*About this exercise:* If a line of the data below holds the string "UnknownIdStyle", copy it.

(Supplied data begins)

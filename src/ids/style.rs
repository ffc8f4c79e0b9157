//! Identifier style detection.

use std::{fmt, str::FromStr};

use serde::{Deserialize, Serialize};
use uuid::Uuid;

use crate::messages::{FeatureChild, GherkinDocument};

/// How identifiers are generated.
#[derive(Clone, Copy, Debug, Default, PartialEq, Eq, Hash, Serialize, Deserialize)]
#[serde(rename_all = "camelCase")]
pub enum IdStyle {
    /// Random globally unique identifiers.
    #[default]
    Uuid,
    /// Process-local increasing integers.
    Incrementing,
}

impl IdStyle {
    /// Classify a single identifier: anything that is not a UUID counts as
    /// incrementing.
    #[must_use]
    pub fn of(id: &str) -> Self {
        if Uuid::parse_str(id).is_ok() {
            Self::Uuid
        } else {
            Self::Incrementing
        }
    }

    /// Determine the style a document was generated with.
    ///
    /// Looks at the first top-level child (rule, background or scenario) and
    /// falls back to the first feature tag. Returns `None` for documents with
    /// no identified nodes.
    #[must_use]
    pub fn probe(document: &GherkinDocument) -> Option<Self> {
        let feature = document.feature.as_ref()?;
        let id = match feature.children.first() {
            Some(FeatureChild::Rule(rule)) => rule.id(),
            Some(FeatureChild::Background(background)) => background.id(),
            Some(FeatureChild::Scenario(scenario)) => scenario.id(),
            None => feature.tags.first()?.id(),
        };
        Some(Self::of(id))
    }
}

impl fmt::Display for IdStyle {
    fn fmt(&self, f: &mut fmt::Formatter<'_>) -> fmt::Result {
        match self {
            Self::Uuid => f.write_str("uuid"),
            Self::Incrementing => f.write_str("incrementing"),
        }
    }
}

/// Error returned when parsing an unknown style name.
#[derive(Debug, Clone, PartialEq, Eq, thiserror::Error)]
#[error("unknown id generation style '{0}'; expected 'uuid' or 'incrementing'")]
pub struct UnknownIdStyle(pub String);

impl FromStr for IdStyle {
    type Err = UnknownIdStyle;

    fn from_str(s: &str) -> Result<Self, Self::Err> {
        match s.trim().to_ascii_lowercase().as_str() {
            "uuid" => Ok(Self::Uuid),
            "incrementing" => Ok(Self::Incrementing),
            _ => Err(UnknownIdStyle(s.to_owned())),
        }
    }
}
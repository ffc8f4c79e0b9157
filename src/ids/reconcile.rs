//! Rewriting identifiers of pre-parsed documents and their pickles.
//!
//! Documents may have been parsed ahead of time (for example cached by a
//! build step) with a different identifier style or an independent counter.
//! [`IdReconciler`] makes such documents consistent with the shared
//! [`IdGenerator`] of the current run. It records every rewritten identifier
//! in an [`IdMap`] so that pickle back-references can follow.

use std::{collections::HashMap, sync::Arc};

use log::debug;

use super::{IdGenerator, IdStyle, IncrementingIdGenerator};
use crate::messages::{
    Background,
    Examples,
    FeatureChild,
    GherkinDocument,
    Pickle,
    RuleChild,
    Scenario,
    Step,
    TableRow,
    Tag,
};

/// Mapping from a node's original identifier to its replacement.
#[derive(Clone, Debug, Default, PartialEq, Eq)]
pub struct IdMap {
    entries: HashMap<String, String>,
}

impl IdMap {
    /// Replacement for `old`, if it was rewritten.
    #[must_use]
    pub fn get(&self, old: &str) -> Option<&str> { self.entries.get(old).map(String::as_str) }

    /// Replacement for `old`, or `old` itself when it was not rewritten.
    #[must_use]
    pub fn resolve<'a>(&'a self, old: &'a str) -> &'a str { self.get(old).unwrap_or(old) }

    #[must_use]
    pub fn len(&self) -> usize { self.entries.len() }

    #[must_use]
    pub fn is_empty(&self) -> bool { self.entries.is_empty() }

    fn insert(&mut self, old: String, new: String) { self.entries.insert(old, new); }
}

/// What [`IdReconciler::reconcile_document`] did to a document.
#[derive(Clone, Copy, Debug, PartialEq, Eq)]
pub enum Reconciliation {
    /// The document was left untouched.
    Unchanged,
    /// The document was left untouched and the shared counter was seeded to
    /// resume after its highest identifier.
    Seeded {
        /// First identifier the counter will issue.
        next: u64,
    },
    /// Every identifier in the document was replaced.
    Rewritten,
}

/// Result of reconciling one document.
#[derive(Clone, Debug, PartialEq, Eq)]
pub struct DocumentReconciliation {
    pub outcome: Reconciliation,
    pub id_map: IdMap,
}

impl DocumentReconciliation {
    fn untouched(outcome: Reconciliation) -> Self {
        Self {
            outcome,
            id_map: IdMap::default(),
        }
    }
}

/// Brings documents and pickles in line with the run's identifier generator.
#[derive(Clone, Debug)]
pub struct IdReconciler {
    generator: Arc<IdGenerator>,
}

impl IdReconciler {
    #[must_use]
    pub fn new(generator: Arc<IdGenerator>) -> Self { Self { generator } }

    #[must_use]
    pub fn generator(&self) -> &Arc<IdGenerator> { &self.generator }

    /// Reconcile `document` in place.
    ///
    /// * UUID target: documents are never rewritten; UUIDs cannot collide
    ///   with anything the generator issues.
    /// * Incrementing target, counter already used: rewrite.
    /// * Incrementing target, document in UUID style: rewrite.
    /// * Incrementing target, unused counter, incrementing document: seed the
    ///   counter past the document's highest identifier and keep the
    ///   document. If another caller consumed the counter in the meantime, or
    ///   an earlier document already seeded it, the document is rewritten
    ///   instead.
    pub fn reconcile_document(&self, document: &mut GherkinDocument) -> DocumentReconciliation {
        let Some(existing) = IdStyle::probe(document) else {
            return DocumentReconciliation::untouched(Reconciliation::Unchanged);
        };
        let counter = match self.generator.as_ref() {
            IdGenerator::Uuid => {
                return DocumentReconciliation::untouched(Reconciliation::Unchanged);
            }
            IdGenerator::Incrementing(counter) => counter,
        };

        if existing == IdStyle::Incrementing && !counter.has_been_used() {
            if let Some(outcome) = try_seed(counter, document) {
                debug!(
                    "kept identifiers of {} and seeded counter: outcome={outcome:?}",
                    document.uri.as_deref().unwrap_or("<unknown>")
                );
                return DocumentReconciliation::untouched(outcome);
            }
        }

        let id_map = self.rewrite_document(document);
        debug!(
            "rewrote {} identifiers in {}: from={existing}",
            id_map.len(),
            document.uri.as_deref().unwrap_or("<unknown>")
        );
        DocumentReconciliation {
            outcome: Reconciliation::Rewritten,
            id_map,
        }
    }

    /// Give every pickle and pickle step a fresh identifier and follow
    /// rewritten document identifiers through `id_map`.
    pub fn reconcile_pickles(&self, pickles: &mut [Pickle], id_map: &IdMap) {
        for pickle in pickles {
            pickle.set_id(self.generator.new_id());
            remap_all(&mut pickle.ast_node_ids, id_map);
            for step in &mut pickle.steps {
                step.set_id(self.generator.new_id());
                remap_all(&mut step.ast_node_ids, id_map);
            }
            for tag in &mut pickle.tags {
                if let Some(new) = id_map.get(tag.ast_node_id()) {
                    tag.set_ast_node_id(new.to_owned());
                }
            }
        }
    }

    /// Reconcile a document together with the pickles compiled from it.
    pub fn reconcile(
        &self,
        document: &mut GherkinDocument,
        pickles: &mut [Pickle],
    ) -> DocumentReconciliation {
        let result = self.reconcile_document(document);
        self.reconcile_pickles(pickles, &result.id_map);
        result
    }

    fn rewrite_document(&self, document: &mut GherkinDocument) -> IdMap {
        let mut rewriter = Rewriter {
            generator: &self.generator,
            map: IdMap::default(),
        };
        if let Some(feature) = document.feature.as_mut() {
            rewriter.tags(&mut feature.tags);
            for child in &mut feature.children {
                match child {
                    FeatureChild::Rule(rule) => {
                        let id = rewriter.assign(rule.id());
                        rule.set_id(id);
                        rewriter.tags(&mut rule.tags);
                        for child in &mut rule.children {
                            match child {
                                RuleChild::Background(background) => rewriter.background(background),
                                RuleChild::Scenario(scenario) => rewriter.scenario(scenario),
                            }
                        }
                    }
                    FeatureChild::Background(background) => rewriter.background(background),
                    FeatureChild::Scenario(scenario) => rewriter.scenario(scenario),
                }
            }
        }
        rewriter.map
    }
}

fn try_seed(counter: &IncrementingIdGenerator, document: &GherkinDocument) -> Option<Reconciliation> {
    let Some(highest) = document
        .node_ids()
        .into_iter()
        .filter_map(|id| id.parse::<u64>().ok())
        .max()
    else {
        // Nothing numeric to collide with.
        return Some(Reconciliation::Unchanged);
    };
    counter.seed_if_unused(highest).then(|| Reconciliation::Seeded {
        next: highest.saturating_add(1),
    })
}

fn remap_all(ids: &mut [String], id_map: &IdMap) {
    for id in ids {
        if let Some(new) = id_map.get(id) {
            *id = new.to_owned();
        }
    }
}

struct Rewriter<'a> {
    generator: &'a IdGenerator,
    map: IdMap,
}

impl Rewriter<'_> {
    fn assign(&mut self, old: &str) -> String {
        let new = self.generator.new_id();
        self.map.insert(old.to_owned(), new.clone());
        new
    }

    fn tags(&mut self, tags: &mut [Tag]) {
        for tag in tags {
            let id = self.assign(tag.id());
            tag.set_id(id);
        }
    }

    fn background(&mut self, background: &mut Background) {
        let id = self.assign(background.id());
        background.set_id(id);
        self.steps(&mut background.steps);
    }

    fn scenario(&mut self, scenario: &mut Scenario) {
        let id = self.assign(scenario.id());
        scenario.set_id(id);
        self.tags(&mut scenario.tags);
        self.steps(&mut scenario.steps);
        for examples in &mut scenario.examples {
            self.examples(examples);
        }
    }

    fn steps(&mut self, steps: &mut [Step]) {
        for step in steps {
            let id = self.assign(step.id());
            step.set_id(id);
            if let Some(table) = step.data_table.as_mut() {
                self.rows(&mut table.rows);
            }
        }
    }

    fn examples(&mut self, examples: &mut Examples) {
        let id = self.assign(examples.id());
        examples.set_id(id);
        self.tags(&mut examples.tags);
        if let Some(header) = examples.table_header.as_mut() {
            self.rows(std::slice::from_mut(header));
        }
        self.rows(&mut examples.table_body);
    }

    fn rows(&mut self, rows: &mut [TableRow]) {
        for row in rows {
            let id = self.assign(row.id());
            row.set_id(id);
        }
    }
}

(Supplied data ends)

*Solution to the exercise:*
pub struct UnknownIdStyle(pub String);
    type Err = UnknownIdStyle;
            _ => Err(UnknownIdStyle(s.to_owned())),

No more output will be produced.